§ Assignment:
Read through the material below and find each line that has the word "axum"; copy it.
↓↓↓
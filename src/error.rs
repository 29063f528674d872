use axum::extract::multipart::MultipartError;
use axum::{Json, http::StatusCode, response::IntoResponse};
use serde::Serialize;
use sqlx::Error as SqlxError;
use thiserror::Error as ThisError;
use tokio::task::JoinError;
use tracing::error;

use crate::types::marketplace::Marketplace;

#[derive(Debug, ThisError)]
pub enum MarketError {
    #[error("Authentication credentials were not provided")]
    MissingToken,

    #[error("Invalid token header: {0}")]
    InvalidAuthHeader(String),

    #[error("Invalid token")]
    InvalidToken,

    #[error("Token expired")]
    TokenExpired,

    #[error("Invalid client credentials")]
    InvalidCredentials,

    #[error("Token is scoped to {actual}, endpoint requires {expected}")]
    MarketplaceMismatch {
        expected: Marketplace,
        actual: Marketplace,
    },

    #[error("{message}")]
    NotFound { code: &'static str, message: String },

    #[error("Invalid pagination token")]
    InvalidNextToken,

    #[error("Invalid parameter: {0}")]
    InvalidParameter(String),

    #[error("{0}")]
    MissingParams(String),

    #[error("updates array is required")]
    MissingUpdates,

    #[error("No file provided")]
    MissingFile,

    #[error("Invalid data type: {0}")]
    InvalidDataType(String),

    #[error("Spreadsheet error: {0}")]
    Spreadsheet(#[from] calamine::Error),

    #[error("Multipart error: {0}")]
    Multipart(#[from] MultipartError),

    #[error("Database error: {0}")]
    DatabaseError(#[from] SqlxError),

    #[error("Worker task failed: {0}")]
    TaskFailed(#[from] JoinError),
}

impl MarketError {
    pub fn not_found(code: &'static str, message: impl Into<String>) -> Self {
        MarketError::NotFound {
            code,
            message: message.into(),
        }
    }

    pub fn status(&self) -> StatusCode {
        match self {
            MarketError::MissingToken
            | MarketError::InvalidAuthHeader(_)
            | MarketError::InvalidToken
            | MarketError::TokenExpired
            | MarketError::InvalidCredentials => StatusCode::UNAUTHORIZED,
            MarketError::MarketplaceMismatch { .. } => StatusCode::FORBIDDEN,
            MarketError::NotFound { .. } => StatusCode::NOT_FOUND,
            MarketError::InvalidNextToken
            | MarketError::InvalidParameter(_)
            | MarketError::MissingParams(_)
            | MarketError::MissingUpdates
            | MarketError::MissingFile
            | MarketError::InvalidDataType(_)
            | MarketError::Spreadsheet(_) => StatusCode::BAD_REQUEST,
            MarketError::Multipart(e) => e.status(),
            MarketError::DatabaseError(_) | MarketError::TaskFailed(_) => {
                StatusCode::INTERNAL_SERVER_ERROR
            }
        }
    }

    fn code(&self) -> &'static str {
        match self {
            MarketError::MissingToken => "MISSING_TOKEN",
            MarketError::InvalidAuthHeader(_) | MarketError::InvalidToken => "INVALID_TOKEN",
            MarketError::TokenExpired => "TOKEN_EXPIRED",
            MarketError::InvalidCredentials => "INVALID_CREDENTIALS",
            MarketError::MarketplaceMismatch { .. } => "FORBIDDEN",
            MarketError::NotFound { code, .. } => code,
            MarketError::InvalidNextToken => "INVALID_NEXT_TOKEN",
            MarketError::InvalidParameter(_) => "INVALID_PARAMETER",
            MarketError::MissingParams(_) => "MISSING_PARAMS",
            MarketError::MissingUpdates => "MISSING_UPDATES",
            MarketError::MissingFile => "MISSING_FILE",
            MarketError::InvalidDataType(_) => "INVALID_DATA_TYPE",
            MarketError::Spreadsheet(_) => "INVALID_SPREADSHEET",
            MarketError::Multipart(e) if e.status() == StatusCode::PAYLOAD_TOO_LARGE => {
                "PAYLOAD_TOO_LARGE"
            }
            MarketError::Multipart(_) => "INVALID_MULTIPART",
            MarketError::DatabaseError(_) | MarketError::TaskFailed(_) => "INTERNAL_ERROR",
        }
    }
}

impl IntoResponse for MarketError {
    fn into_response(self) -> axum::response::Response {
        let status = self.status();
        let message = if status.is_server_error() {
            error!(error = %self, "request failed");
            "An internal server error occurred.".to_string()
        } else {
            self.to_string()
        };
        let body = ApiErrorBody {
            code: self.code().to_string(),
            message,
        };
        (status, Json(ApiErrorResponse { error: body })).into_response()
    }
}

/// Standardized API error response body
#[derive(Serialize)]
pub struct ApiErrorBody {
    pub code: String,
    pub message: String,
}

#[derive(Serialize)]
pub struct ApiErrorResponse {
    pub error: ApiErrorBody,
}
↑↑↑
§ Exercise response:
use axum::extract::multipart::MultipartError;
use axum::{Json, http::StatusCode, response::IntoResponse};
    fn into_response(self) -> axum::response::Response {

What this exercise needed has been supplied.